Sebenarnya berbicara prestasi di sektor syariah, pada riset lainnya, Indonesia tidaklah buruk. Di laporan Global Muslim Travel Index (GMTI) 2019, Indonesia berada di peringkat satu dalam pariwisata halal bersama Malaysia. Sedangkan, untuk keuangan syariah, berdasarkan laporan Islamic Finance Development Report (IFDI) 2019, Indonesia berada di urutan ke-4, berada di bawah Malaysia, Bahrain, dan Uni Emirat Arab.

Di sektor makanan dan minuman, Indonesia berpeluang mendominasi dunia. Contohya, Indomie sudah menembus 80 negara, antara lain Malaysia, Arab Saudi, Nigeria, dan Mesir.

Di bidang fashion, beberapa desainer Indonesia mendapatkan penghargaan internasional, contohnya pada 2017 Jenny Tjahyawati mendapat penghargaan dari Islamic Fashion and Design Council, Italia dan Nur Zahra menerima penghargaan dari AAB Fashion dan Debenhams.

Belum lagi dari sektor kosmetik. Wardah, merek kosmetik halal asal Indonesia, mendapatkan penghargaan di ajang Beautyfest Asia 2017. Ini membuktikan Wardah bisa bersaing dengan merek kosmetik lainnya di internasional.

Sektor-sektor inilah yang harus didorong untuk ekspor. Produk halal ini bisa menjadi substitusi impor yang tepat dan mendapatkan devisa. Seperti diketahui, nilai transaksi ekspor impor ekonomi halal dunia ini mencapai 210 miliar dollar AS pada 2018 dengan nilai impor mencapai 1,8 triliun dollar AS di seluruh negara OKI.

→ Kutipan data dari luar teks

//! Vein node
//!
//! Wires the catalog, repository, lifecycle engine, and job scheduler
//! together and runs until interrupted.

use crate::config::NodeConfig;
use crate::scheduler::JobScheduler;
use chrono::Duration as ChronoDuration;
use std::sync::Arc;
use tokio::signal;
use tokio::sync::broadcast;
use tracing::info;
use vein_core::{SystemClock, VaultCatalog};
use vein_lifecycle::{InvestmentRepository, LifecycleConfig, LifecycleEngine, MemoryRepository};

/// A running Vein vault platform node
pub struct VeinNode {
    config: NodeConfig,
    catalog: Arc<VaultCatalog>,
    repository: Arc<dyn InvestmentRepository>,
}

impl VeinNode {
    /// Build a node from configuration with the bundled in-memory store
    pub fn new(config: NodeConfig) -> anyhow::Result<Self> {
        let catalog = Arc::new(config.catalog.build(config.economics.boost)?);
        Ok(Self {
            config,
            catalog,
            repository: Arc::new(MemoryRepository::new()),
        })
    }

    /// Build a node against an externally provided store
    pub fn with_repository(
        config: NodeConfig,
        repository: Arc<dyn InvestmentRepository>,
    ) -> anyhow::Result<Self> {
        let catalog = Arc::new(config.catalog.build(config.economics.boost)?);
        Ok(Self {
            config,
            catalog,
            repository,
        })
    }

    /// The catalog this node serves
    pub fn catalog(&self) -> &Arc<VaultCatalog> {
        &self.catalog
    }

    /// Run the job loops until ctrl-c
    pub async fn run(&self) -> anyhow::Result<()> {
        info!("Starting node '{}'", self.config.node.name);
        info!(
            "Catalog: {} vaults ({} active)",
            self.catalog.len(),
            self.catalog.active_vaults().count()
        );
        info!(
            "Jobs: activation every {}s (delay {}h), payout every {}s, completion every {}s",
            self.config.jobs.activation_interval_secs,
            self.config.jobs.activation_delay_hours,
            self.config.jobs.payout_interval_secs,
            self.config.jobs.completion_interval_secs,
        );

        let engine = Arc::new(LifecycleEngine::new(
            self.repository.clone(),
            self.catalog.clone(),
            Arc::new(SystemClock),
            LifecycleConfig {
                activation_delay: ChronoDuration::hours(
                    self.config.jobs.activation_delay_hours as i64,
                ),
            },
            self.config.economics.mining,
        ));

        let (shutdown_tx, _) = broadcast::channel(1);
        let scheduler = JobScheduler::new(engine, self.config.jobs.clone());
        let handles = scheduler.spawn(&shutdown_tx);

        info!("Node running; press ctrl-c to stop");
        signal::ctrl_c().await?;

        info!("Shutdown signal received, stopping job loops...");
        let _ = shutdown_tx.send(());
        for handle in handles {
            let _ = handle.await;
        }

        info!("Node stopped");
        Ok(())
    }
}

Agar bisa meraih peluang itu, salah satu caranya adalah membentuk rantai nilai halal (RNH) dengan membangun kawasan industri halal. Suharso mengatakan, Indonesia harus mengejar kemajuan negara lain dalam hal industri produk halal, salah satunya dengan mempromosikan dan meng­inisiasi kawasan industri halal.

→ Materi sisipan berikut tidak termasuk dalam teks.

//! # Yield Accrual
//!
//! Simple (non-compounding) interest math, payout schedule arithmetic, and
//! time-prorated pending earnings. Yield accrues on whole elapsed days at
//! `principal * apy / 100 / 365` per day; partial days earn nothing until
//! they complete.
//!
//! Payout dates advance on calendar months (and quarters), not 30-day
//! blocks; the 30-day month appears only in projected payout counts for the
//! daily schedule, mirroring the mining projection convention.

use crate::mining::PROJECTION_DAYS_PER_MONTH;
use chrono::{DateTime, Duration, Months, Utc};
use vein_core::PayoutSchedule;

/// Days in the accrual year
pub const DAYS_PER_YEAR: f64 = 365.0;

/// Simple interest over the full term:
/// `principal * (apy/100) * (duration_months/12)`
pub fn simple_interest_earnings(principal: f64, apy: f64, duration_months: u32) -> f64 {
    principal * (apy / 100.0) * (duration_months as f64 / 12.0)
}

/// Monthly-compounded earnings over the full term (growth minus principal)
pub fn compound_earnings(principal: f64, apy: f64, duration_months: u32) -> f64 {
    let monthly_rate = apy / 100.0 / 12.0;
    principal * (1.0 + monthly_rate).powi(duration_months as i32) - principal
}

/// Number of payouts a schedule produces over a term
pub fn number_of_payouts(duration_months: u32, schedule: PayoutSchedule) -> u32 {
    match schedule {
        PayoutSchedule::Monthly => duration_months,
        PayoutSchedule::Quarterly => duration_months / 3,
        PayoutSchedule::EndOfTerm => 1,
        PayoutSchedule::Daily => duration_months * PROJECTION_DAYS_PER_MONTH as u32,
    }
}

/// Projected size of each payout (total simple interest split evenly)
pub fn payout_amount(principal: f64, apy: f64, duration_months: u32, schedule: PayoutSchedule) -> f64 {
    let payouts = number_of_payouts(duration_months, schedule);
    if payouts == 0 {
        return 0.0;
    }
    simple_interest_earnings(principal, apy, duration_months) / payouts as f64
}

/// First (or next) payout date after the accrual watermark
///
/// Advances from `last_claim` when one exists, otherwise from `start`, by
/// one schedule period. `EndOfTerm` always returns the investment's end
/// date.
pub fn next_payout_date(
    start: DateTime<Utc>,
    end: DateTime<Utc>,
    schedule: PayoutSchedule,
    last_claim: Option<DateTime<Utc>>,
) -> DateTime<Utc> {
    let from = last_claim.unwrap_or(start);
    match schedule {
        PayoutSchedule::Daily => from + Duration::days(1),
        PayoutSchedule::Monthly => from + Months::new(1),
        PayoutSchedule::Quarterly => from + Months::new(3),
        PayoutSchedule::EndOfTerm => end,
    }
}

/// Advance a scheduled payout date by one period, refusing to schedule past
/// maturity
///
/// Returns `None` when the advanced date would exceed `end` - the field is
/// nulled rather than dated past the term, and any final remainder is
/// reconciled at completion/claim. `EndOfTerm` pays once, so advancing it
/// always yields `None`.
pub fn advance_payout_date(
    current: DateTime<Utc>,
    end: DateTime<Utc>,
    schedule: PayoutSchedule,
) -> Option<DateTime<Utc>> {
    let advanced = match schedule {
        PayoutSchedule::Daily => current + Duration::days(1),
        PayoutSchedule::Monthly => current + Months::new(1),
        PayoutSchedule::Quarterly => current + Months::new(3),
        PayoutSchedule::EndOfTerm => return None,
    };
    if advanced > end {
        None
    } else {
        Some(advanced)
    }
}

/// Whole days between two instants, floored at zero
pub fn days_elapsed(from: DateTime<Utc>, to: DateTime<Utc>) -> i64 {
    (to - from).num_days().max(0)
}

/// Yield accrued since the last credit
///
/// The window starts at `last_claim` when one exists, otherwise at
/// `reference` (normally the start date). Zero whole elapsed days earn
/// zero - which is what makes an immediate re-run of the payout pass a
/// no-op.
pub fn pending_earnings_since(
    principal: f64,
    apy: f64,
    reference: DateTime<Utc>,
    now: DateTime<Utc>,
    last_claim: Option<DateTime<Utc>>,
) -> f64 {
    let daily_rate = principal * apy / 100.0 / DAYS_PER_YEAR;
    daily_rate * days_elapsed(last_claim.unwrap_or(reference), now) as f64
}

“Kita ingin bisa menjadi produsen produk halal berkualitas pada masa depan. Dengan pasokan dan produksi yang cukup di dalam negeri, impor bisa dikurangi dan akan membantu neraca perdagangan Indonesia ke depannya,” ujarnya.

Kawasan ini dibentuk di dalam kawasan industri yang sudah ada, tetapi dengan sistem dan fasilitas yang memadai untuk menghasilkan produk halal, sesuai dengan Jaminan Produk Halal (JPH). Sejauh ini, sudah ada empat kawasan industri halal, yaitu Batamindo Industrial Estate, Bintan Industrial Park, Jakarta Industrial Estate Pulogadung, dan Modern Cikande Industrial Estate.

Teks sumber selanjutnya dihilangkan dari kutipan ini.